Spanish nobleman and cleric

Pascual de Aragón y Córdoba (11 April 1626 - 28 September 1677) was a Spanish nobleman and cleric. He served as Viceroy of Naples and as Archbishop of Toledo.

==Biography==
Born in Mataró, Province of Barcelona, as son of Enrique de Aragón Folc de Cardona y Córdoba and Catalina Fernández de Córdoba y Figueroa, Aragón was ordained a priest in 1655. In 1661, aged thirty-five, he was created Cardinal-Priest of Sainte Balbine by Pope Alexander VII. However, he did not participate in the Conclaves held in his lifetime.

In 1664, King Philip IV of Spain appointed him Viceroy of Naples. In 1666, he was replaced by his brother, Pedro Antonio de Aragón, as he was called back to Spain to become Archbishop of Toledo. Aragón had enjoyed the patronage of the previous Archbishop, Baltasar Moscoso y Sandoval, and upon the latter's death in 1665 had been nominated to succeed him. He was installed in Toledo on 1 February 1666.

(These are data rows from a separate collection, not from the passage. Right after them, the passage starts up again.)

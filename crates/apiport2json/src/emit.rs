/// JSON output for extracted breaking changes.
///
/// Records are streamed into a single JSON array as they are produced, using the same
/// two-space indentation as `serde_json::to_string_pretty`.
use std::fs::File;
use std::io::{BufWriter, Write};
use std::path::Path;

use serde::ser::{SerializeSeq, Serializer as _};
use serde_json::ser::PrettyFormatter;
use serde_json::Serializer;

use crate::error::AppError;
use crate::model::BreakingChange;

/// Write every record yielded by `records` into one JSON array.
///
/// Stops at the first `Err` and returns it; whatever was written so far stays in
/// `writer`. Returns the number of records written.
pub fn write_records<W, I>(writer: W, records: I) -> Result<usize, AppError>
where
    W: Write,
    I: IntoIterator<Item = Result<BreakingChange, AppError>>,
{
    let mut ser = Serializer::with_formatter(writer, PrettyFormatter::with_indent(b"  "));
    let mut seq = ser.serialize_seq(None)?;
    let mut written = 0;
    for record in records {
        seq.serialize_element(&record?)?;
        written += 1;
    }
    seq.end()?;
    Ok(written)
}

/// Create (or overwrite) `path` and write the records into it.
pub fn write_records_to_path<I>(path: &Path, records: I) -> Result<usize, AppError>
where
    I: IntoIterator<Item = Result<BreakingChange, AppError>>,
{
    let output_error = |source| AppError::Output {
        path: path.to_path_buf(),
        source,
    };

    let file = File::create(path).map_err(output_error)?;
    let mut writer = BufWriter::new(file);
    let written = write_records(&mut writer, records).map_err(|e| match e {
        AppError::Json(e) if e.is_io() => output_error(e.into()),
        other => other,
    })?;
    writer.flush().map_err(output_error)?;
    Ok(written)
}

In 1665, King Philip IV had died as well, leaving the throne to his son Charles II, a weak four-year-old. Upon his appointment as Archbishop, Aragón became president of the Regency Council. When Queen Mariana of Austria promoted her confessor and former tutor, the Austrian Jesuit Juan Everardo Nithard to the position of General Inquisitor in 1666 and thus admitted him to the council, Archbishop Aragón was among those who antagonised him and in 1669 supported John of Austria's military pronunciamiento, which resulted in the Jesuit's dismissal.

He was also appointed President of the Council of Aragon just before his death.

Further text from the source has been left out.